Social innovators also need a foundation of flexible and multiyear financial support across the field, including support for system orchestrators. Because of the nature of their work, many system orchestrators operate at the intersections of conventional fields without an institutional home. Few orchestrators have the means or the risk-taking capacity to coalesce a whole field of partner organizations prior to securing at least one anchor funding partner, which is essential to facilitate collaboration. “It’s hard for an orchestrator of systems change to do their job if they’re perceived as competing for funding with partners across the field they’re orchestrating,” says Tim Hanstad, vice chair of Chandler Foundation and cofounder of Landesa.
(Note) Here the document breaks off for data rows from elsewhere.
//! Utility functions.

use std::sync::Arc;

use tracing::info;

use crate::config::{Config, StorageBackend};
use crate::error::{Result, ServiceError};
use crate::repository::{InMemoryTodoRepository, PgTodoRepository, TodoRepository};

/// Build the repository selected by the configuration.
pub async fn build_repository(config: &Config) -> Result<Arc<dyn TodoRepository>> {
    match config.storage_backend {
        StorageBackend::Memory => {
            info!("Using in-memory todo storage");
            Ok(Arc::new(InMemoryTodoRepository::new()))
        }
        StorageBackend::Postgres => {
            let url = config.database_url.as_deref().ok_or_else(|| {
                ServiceError::InvalidConfig("DATABASE_URL is required".to_string())
            })?;
            let repository = PgTodoRepository::connect(url, config.database_max_connections).await?;
            Ok(Arc::new(repository))
        }
    }
}

/// Resolve when the process receives Ctrl-C or SIGTERM.
pub async fn shutdown_signal() {
    let ctrl_c = async {
        if let Err(e) = tokio::signal::ctrl_c().await {
            tracing::error!("Failed to listen for Ctrl-C: {}", e);
            std::future::pending::<()>().await;
        }
    };

    #[cfg(unix)]
    let terminate = async {
        match tokio::signal::unix::signal(tokio::signal::unix::SignalKind::terminate()) {
            Ok(mut signal) => {
                signal.recv().await;
            }
            Err(e) => {
                tracing::error!("Failed to listen for SIGTERM: {}", e);
                std::future::pending::<()>().await;
            }
        }
    };

    #[cfg(not(unix))]
    let terminate = std::future::pending::<()>();

    tokio::select! {
        _ = ctrl_c => {},
        _ = terminate => {},
    }

    info!("Shutdown signal received");
}
//! Prometheus metrics for request latency and todo operations.
//!
//! This module provides metrics for:
//! - `/todo` request latency and outcome, labelled by method
//! - Records created, updated and deleted
//! - Storage failures

use std::time::Instant;

use axum::http::Method;
use metrics::{counter, describe_counter, describe_histogram, histogram};
use metrics_exporter_prometheus::{BuildError, PrometheusBuilder, PrometheusHandle};
use tracing::debug;

// === Metric Name Constants ===

/// Request latency metric name.
pub const METRIC_REQUEST_LATENCY: &str = "todo_request_latency_ms";
/// Requests counter metric name.
pub const METRIC_REQUESTS: &str = "todo_requests_total";
/// Todos created counter metric name.
pub const METRIC_TODOS_CREATED: &str = "todos_created_total";
/// Todos updated counter metric name.
pub const METRIC_TODOS_UPDATED: &str = "todos_updated_total";
/// Todos deleted counter metric name.
pub const METRIC_TODOS_DELETED: &str = "todos_deleted_total";
/// Storage failures counter metric name.
pub const METRIC_STORAGE_ERRORS: &str = "storage_errors_total";

/// Install the global Prometheus recorder and describe all metrics.
/// Call this once at startup.
pub fn install_recorder() -> Result<PrometheusHandle, BuildError> {
    let handle = PrometheusBuilder::new().install_recorder()?;
    init_metrics();
    Ok(handle)
}

/// Register metric descriptions with the installed recorder.
pub fn init_metrics() {
    describe_histogram!(
        METRIC_REQUEST_LATENCY,
        "Latency of /todo requests in milliseconds"
    );

    describe_counter!(METRIC_REQUESTS, "Total /todo requests by method and status");
    describe_counter!(METRIC_TODOS_CREATED, "Total number of todos created");
    describe_counter!(METRIC_TODOS_UPDATED, "Total number of todos updated");
    describe_counter!(METRIC_TODOS_DELETED, "Total number of todos deleted");
    describe_counter!(
        METRIC_STORAGE_ERRORS,
        "Total number of storage operations that failed"
    );

    debug!("Metrics initialized");
}

/// Label value for a request method.
///
/// Only the methods `/todo` serves get their own series; anything else a
/// client sends collapses into `OTHER` so label cardinality stays fixed.
pub fn method_label(method: &Method) -> &'static str {
    match *method {
        Method::GET => "GET",
        Method::POST => "POST",
        Method::PUT => "PUT",
        Method::DELETE => "DELETE",
        _ => "OTHER",
    }
}

/// Count a finished `/todo` request.
pub fn record_request(method: &Method, status: u16) {
    counter!(
        METRIC_REQUESTS,
        "method" => method_label(method),
        "status" => status.to_string()
    )
    .increment(1);
}

/// Increment todos created counter.
pub fn inc_todos_created() {
    counter!(METRIC_TODOS_CREATED).increment(1);
}

/// Increment todos updated counter.
pub fn inc_todos_updated() {
    counter!(METRIC_TODOS_UPDATED).increment(1);
}

/// Increment todos deleted counter.
pub fn inc_todos_deleted() {
    counter!(METRIC_TODOS_DELETED).increment(1);
}

/// Increment storage errors counter.
pub fn inc_storage_errors() {
    counter!(METRIC_STORAGE_ERRORS).increment(1);
}

/// RAII guard for timing requests.
/// Records latency, labelled by method, when dropped.
pub struct LatencyTimer {
    start: Instant,
    metric_name: &'static str,
    method: &'static str,
}

impl LatencyTimer {
    /// Create a new latency timer for the given metric and method.
    pub fn new(metric_name: &'static str, method: &Method) -> Self {
        Self {
            start: Instant::now(),
            metric_name,
            method: method_label(method),
        }
    }

    /// Get elapsed time in milliseconds (without recording).
    pub fn elapsed_ms(&self) -> f64 {
        self.start.elapsed().as_secs_f64() * 1000.0
    }
}

impl Drop for LatencyTimer {
    fn drop(&mut self) {
        histogram!(self.metric_name, "method" => self.method).record(self.elapsed_ms());
    }
}

/// Create a latency timer for a `/todo` request.
pub fn timer_request(method: &Method) -> LatencyTimer {
    LatencyTimer::new(METRIC_REQUEST_LATENCY, method)
}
What if that were not the case, and orchestrators did have a stable base from which to operate? For that matter, what if whole fields had a neutral institution tasked with creating space for dialogue, providing a home for the field’s system orchestrator(s), facilitating field-wide activities (such as strategy support and strategic communications), and ensuring long-term stewardship of the field’s agenda? We think social innovators should advocate for this, and funders looking to support transformative change should be open to it.

Most important, we as social innovators and funders must evolve the ways in which we collectively think and plan, with an openness to working outside our usual silos. This includes a willingness to yield power and to rise above incentives to compete. This also includes a mindset that asks questions such as “How are my strengths valuable from the perspective of the whole system?” and “With whom can I combine strengths and have multiplicative effects?” The cascading crises that engulf our world—from pandemics to rising inequality to the climate emergency—are rooted in systemic issues that require us to ask these questions. These crises will persist and worsen as long as we pretend that individual strategies to address them are the solution.